Stored items

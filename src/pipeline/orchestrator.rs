use anyhow::{Context, Result};
use futures::stream::{self, StreamExt, TryStreamExt};
use log::{debug, error, info, warn};
use serde::{Deserialize, Serialize};
use std::fmt;
use std::sync::Arc;
use std::time::Duration;
use uuid::Uuid;

use crate::app_config::{Config, TranslationBackend};
use crate::errors::PipelineError;
use crate::file_utils::{RunScope, TempWorkspace};
use crate::language_utils;
use crate::media::assembler::MediaAssembler;
use crate::media::assets::{resolve_avatars, resolve_background, ResolvedAssets};
use crate::media::ffmpeg::{FfmpegTranscoder, Transcoder};
use crate::media::renderer::{FrameLayout, SegmentRenderer};
use crate::media::{FinalArtifact, NarrationAsset};
use crate::pipeline::record::{is_local_language, resolve_language, truncate_text, HeritageRecord, LengthVariant};
use crate::providers::{
    translate_or_original, GoogleTranslate, GoogleTts, HttpImageSource, ImageSource, NarrationProvider,
    PassthroughTranslator, TranslationProvider,
};
use crate::text::{allocate_durations, build_timeline, split_sentences, CaptionFont};

/// Lifecycle of one pipeline invocation
#[derive(Debug, Clone, Copy, PartialEq, Eq)]
pub enum RunState {
    Idle,
    NarrationReady,
    SegmentsReady,
    Assembled,
    Done,
    Failed,
}

impl fmt::Display for RunState {
    fn fmt(&self, f: &mut fmt::Formatter<'_>) -> fmt::Result {
        let name = match self {
            Self::Idle => "idle",
            Self::NarrationReady => "narration-ready",
            Self::SegmentsReady => "segments-ready",
            Self::Assembled => "assembled",
            Self::Done => "done",
            Self::Failed => "failed",
        };
        f.write_str(name)
    }
}

/// Logs state transitions of one run under a short run id
#[derive(Debug)]
struct RunTracker {
    id: String,
    state: RunState,
}

impl RunTracker {
    fn start() -> Self {
        let id = Uuid::new_v4().simple().to_string()[..8].to_string();
        debug!("[run {}] {}", id, RunState::Idle);
        Self { id, state: RunState::Idle }
    }

    fn advance(&mut self, next: RunState) {
        debug!("[run {}] {} -> {}", self.id, self.state, next);
        self.state = next;
    }
}

/// JSON shape of a pipeline outcome, mirroring the HTTP responses of the service
#[derive(Debug, Clone, Serialize, Deserialize, PartialEq)]
#[serde(rename_all = "camelCase")]
pub struct VideoResponse {
    pub success: bool,
    #[serde(skip_serializing_if = "Option::is_none")]
    pub video_url: Option<String>,
    #[serde(skip_serializing_if = "Option::is_none")]
    pub video_count: Option<usize>,
    #[serde(skip_serializing_if = "Option::is_none")]
    pub error: Option<String>,
}

impl VideoResponse {
    pub fn success(video_url: impl Into<String>, video_count: Option<usize>) -> Self {
        Self {
            success: true,
            video_url: Some(video_url.into()),
            video_count,
            error: None,
        }
    }

    /// Failure payload and the status code it would be served with
    pub fn failure(error: &PipelineError) -> (u16, Self) {
        (
            error.status_code(),
            Self {
                success: false,
                video_url: None,
                video_count: None,
                error: Some(error.to_string()),
            },
        )
    }
}

/// The narrated video pipeline.
///
/// Holds its collaborators and an immutable configuration; every call is an
/// independent run with its own temp scope, so one pipeline may serve
/// concurrent requests.
#[derive(Debug, Clone)]
pub struct VideoPipeline {
    config: Arc<Config>,
    narrator: Arc<dyn NarrationProvider>,
    translator: Arc<dyn TranslationProvider>,
    images: Arc<dyn ImageSource>,
    transcoder: Arc<dyn Transcoder>,
    assembler: MediaAssembler,
    workspace: TempWorkspace,
    layout: Arc<FrameLayout>,
    font: Option<Arc<CaptionFont>>,
}

impl VideoPipeline {
    /// Build a pipeline from explicit collaborators
    pub fn new(
        config: Config,
        narrator: Arc<dyn NarrationProvider>,
        translator: Arc<dyn TranslationProvider>,
        images: Arc<dyn ImageSource>,
        transcoder: Arc<dyn Transcoder>,
    ) -> Result<Self> {
        config.validate().context("Invalid configuration")?;

        let layout = Arc::new(FrameLayout::from_config(&config)?);
        let font = match &config.caption.font_file {
            Some(path) => Some(CaptionFont::load(path, config.caption.font_size)?),
            None => CaptionFont::discover(None, config.caption.font_size),
        };
        match &font {
            Some(font) => debug!("Caption font: {:?}", font.path()),
            None => warn!("No caption font found, still frames will carry caption boxes without text"),
        }

        let workspace = TempWorkspace::new(config.media.resolved_temp_dir());
        let assembler = MediaAssembler::new(Arc::clone(&transcoder), config.media.frame_rate);

        Ok(Self {
            config: Arc::new(config),
            narrator,
            translator,
            images,
            transcoder,
            assembler,
            workspace,
            layout,
            font: font.map(Arc::new),
        })
    }

    /// Build a pipeline with the HTTP providers and ffmpeg
    pub fn from_config(config: Config) -> Result<Self> {
        let probe_timeout = Duration::from_secs(config.media.encode_timeout_secs);
        let narrator: Arc<dyn NarrationProvider> = Arc::new(GoogleTts::new(
            &config.narration,
            config.media.ffprobe_path.clone(),
            probe_timeout,
        ));
        let translator: Arc<dyn TranslationProvider> = match config.translation.provider {
            TranslationBackend::Google => Arc::new(GoogleTranslate::new(&config.translation)),
            TranslationBackend::None => Arc::new(PassthroughTranslator),
        };
        info!("Translation backend: {}", config.translation.provider.display_name());
        let images: Arc<dyn ImageSource> = Arc::new(HttpImageSource::new(&config.assets));
        let transcoder: Arc<dyn Transcoder> = Arc::new(FfmpegTranscoder::from_config(&config.media));

        Self::new(config, narrator, translator, images, transcoder)
    }

    pub fn config(&self) -> &Config {
        &self.config
    }

    pub fn workspace(&self) -> &TempWorkspace {
        &self.workspace
    }

    /// Narrate `text` over `image_ref` with captions in `language`
    pub async fn generate_video(
        &self,
        text: &str,
        image_ref: Option<&str>,
        language: &str,
    ) -> Result<FinalArtifact, PipelineError> {
        self.generate(text, image_ref, language, true).await
    }

    async fn generate(
        &self,
        text: &str,
        image_ref: Option<&str>,
        language: &str,
        translate: bool,
    ) -> Result<FinalArtifact, PipelineError> {
        if text.trim().is_empty() {
            return Err(PipelineError::InvalidInput("text is required".to_string()));
        }
        let language = language_utils::provider_language_code(language)
            .map_err(|e| PipelineError::InvalidInput(e.to_string()))?;

        self.workspace.ensure().await?;
        let scope = self.workspace.scope();
        let mut tracker = RunTracker::start();
        let language_name = language_utils::get_language_name(&language).unwrap_or_else(|_| language.clone());
        info!(
            "[run {}] Generating video for {} chars in {} ({})",
            tracker.id,
            text.chars().count(),
            language_name,
            language
        );

        let result = self.run(&mut tracker, text, image_ref, &language, translate, &scope).await;
        self.finish(&mut tracker, scope, result)
    }

    /// Narrate one heritage record
    pub async fn generate_video_from_record(
        &self,
        record: &HeritageRecord,
        target_language: &str,
        variant: LengthVariant,
    ) -> Result<FinalArtifact, PipelineError> {
        let text = record.text_for(variant)?;
        let text = truncate_text(text, self.config.max_text_chars);
        let image = record.resolve_image(&self.config.assets.default_image_url);
        let sentinel = &self.config.local_language_sentinel;
        let language = resolve_language(target_language, sentinel, &self.config.native_language);
        // Record text is already in the native language
        let translate = !is_local_language(target_language, sentinel);
        debug!("Record {} -> {} chars, image {}, language {}", record.label(), text.chars().count(), image, language);

        self.generate(&text, Some(&image), language, translate).await
    }

    /// Narrate every record in order and join the videos into one
    pub async fn generate_multi_video_from_records(
        &self,
        records: &[HeritageRecord],
        target_language: &str,
        variant: LengthVariant,
    ) -> Result<FinalArtifact, PipelineError> {
        self.generate_multi_video_with_progress(records, target_language, variant, |_| {})
            .await
    }

    /// Like `generate_multi_video_from_records`, calling `on_part_done` with
    /// the number of finished records after each one
    pub async fn generate_multi_video_with_progress<F>(
        &self,
        records: &[HeritageRecord],
        target_language: &str,
        variant: LengthVariant,
        on_part_done: F,
    ) -> Result<FinalArtifact, PipelineError>
    where
        F: Fn(usize) + Send + Sync,
    {
        if records.is_empty() {
            return Err(PipelineError::InvalidInput("at least one record is required".to_string()));
        }
        for record in records {
            record.text_for(variant)?;
        }

        self.workspace.ensure().await?;
        let scope = self.workspace.scope();
        let mut tracker = RunTracker::start();
        info!("[run {}] Generating {} video(s)", tracker.id, records.len());

        let result = self
            .run_multi(records, target_language, variant, &scope, &on_part_done)
            .await;
        if result.is_ok() {
            tracker.advance(RunState::Assembled);
        }
        self.finish(&mut tracker, scope, result)
    }

    async fn run_multi(
        &self,
        records: &[HeritageRecord],
        target_language: &str,
        variant: LengthVariant,
        scope: &RunScope,
        on_part_done: &(dyn Fn(usize) + Send + Sync),
    ) -> Result<FinalArtifact, PipelineError> {
        let mut parts = Vec::with_capacity(records.len());
        for (index, record) in records.iter().enumerate() {
            let artifact = self
                .generate_video_from_record(record, target_language, variant)
                .await?;
            let part = scope.allocate(&format!("part-{}", index), "mp4");
            tokio::fs::write(&part, &artifact.bytes).await?;
            parts.push((part, artifact.duration_secs));
            on_part_done(index + 1);
        }
        self.assembler.concatenate_videos(&parts, scope).await
    }

    async fn run(
        &self,
        tracker: &mut RunTracker,
        text: &str,
        image_ref: Option<&str>,
        language: &str,
        translate: bool,
        scope: &RunScope,
    ) -> Result<FinalArtifact, PipelineError> {
        let assets = &self.config.assets;
        let (avatars, background) = tokio::try_join!(
            resolve_avatars(self.images.as_ref(), &assets.avatar_urls, assets.fetch_attempts, scope),
            resolve_background(
                self.images.as_ref(),
                image_ref,
                &assets.default_image_url,
                assets.fetch_attempts,
                scope,
            ),
        )?;

        let narration = self.narrate(text, language, translate, scope).await?;
        tracker.advance(RunState::NarrationReady);

        let units = split_sentences(text);
        let durations = allocate_durations(&units, narration.duration_secs)?;
        debug!("[run {}] {} unit(s) over {:.3}s", tracker.id, units.len(), narration.duration_secs);
        for unit in build_timeline(&units, &durations) {
            debug!(
                "[run {}] unit {} at {:.3}s..{:.3}s: {}",
                tracker.id,
                unit.index,
                unit.start_secs,
                unit.end_secs(),
                unit.text
            );
        }

        let captions: Vec<String> = if translate {
            stream::iter(units.iter())
                .map(|unit| translate_or_original(self.translator.as_ref(), unit, language))
                .buffered(self.config.translation_concurrency)
                .collect()
                .await
        } else {
            units.clone()
        };

        let renderer = SegmentRenderer::new(
            self.config.render_strategy,
            Arc::clone(&self.layout),
            self.font.clone(),
            Arc::clone(&self.transcoder),
            ResolvedAssets { background, avatars },
        );
        let segments = stream::iter(captions.iter().zip(&durations).enumerate())
            .map(|(index, (caption, &duration))| renderer.render(index, caption, duration, scope))
            .buffered(self.config.render_concurrency)
            .try_collect::<Vec<_>>()
            .await?;
        tracker.advance(RunState::SegmentsReady);

        let artifact = self.assembler.assemble(&segments, &narration, scope).await?;
        tracker.advance(RunState::Assembled);
        Ok(artifact)
    }

    async fn narrate(
        &self,
        text: &str,
        language: &str,
        translate: bool,
        scope: &RunScope,
    ) -> Result<NarrationAsset, PipelineError> {
        let spoken = if translate && self.config.narration.translate_text {
            translate_or_original(self.translator.as_ref(), text, language).await
        } else {
            text.to_string()
        };

        let audio = self
            .narrator
            .synthesize(&spoken, language)
            .await
            .map_err(|e| PipelineError::upstream("synthesizing narration", e))?;

        let path = scope.allocate("narration", "mp3");
        tokio::fs::write(&path, &audio).await?;
        let duration_secs = self.narrator.measure_duration(&path).await;

        Ok(NarrationAsset { path, duration_secs })
    }

    fn finish(
        &self,
        tracker: &mut RunTracker,
        scope: RunScope,
        result: Result<FinalArtifact, PipelineError>,
    ) -> Result<FinalArtifact, PipelineError> {
        let artifacts = scope.len();
        let failures = scope.release();
        if failures > 0 {
            warn!("[run {}] {} of {} temp file(s) could not be deleted", tracker.id, failures, artifacts);
        }

        match &result {
            Ok(artifact) => {
                tracker.advance(RunState::Done);
                info!(
                    "[run {}] Done: {} unit(s), {:.2}s, {} bytes",
                    tracker.id,
                    artifact.unit_count,
                    artifact.duration_secs,
                    artifact.bytes.len()
                );
            }
            Err(e) => {
                tracker.advance(RunState::Failed);
                error!("[run {}] Failed: {}", tracker.id, e);
            }
        }
        result
    }
}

(About this exercise): Report each line of the entries where the word "Failed" occurs.

(Written response):
    Failed,
            Self::Failed => "failed",
                tracker.advance(RunState::Failed);
                error!("[run {}] Failed: {}", tracker.id, e);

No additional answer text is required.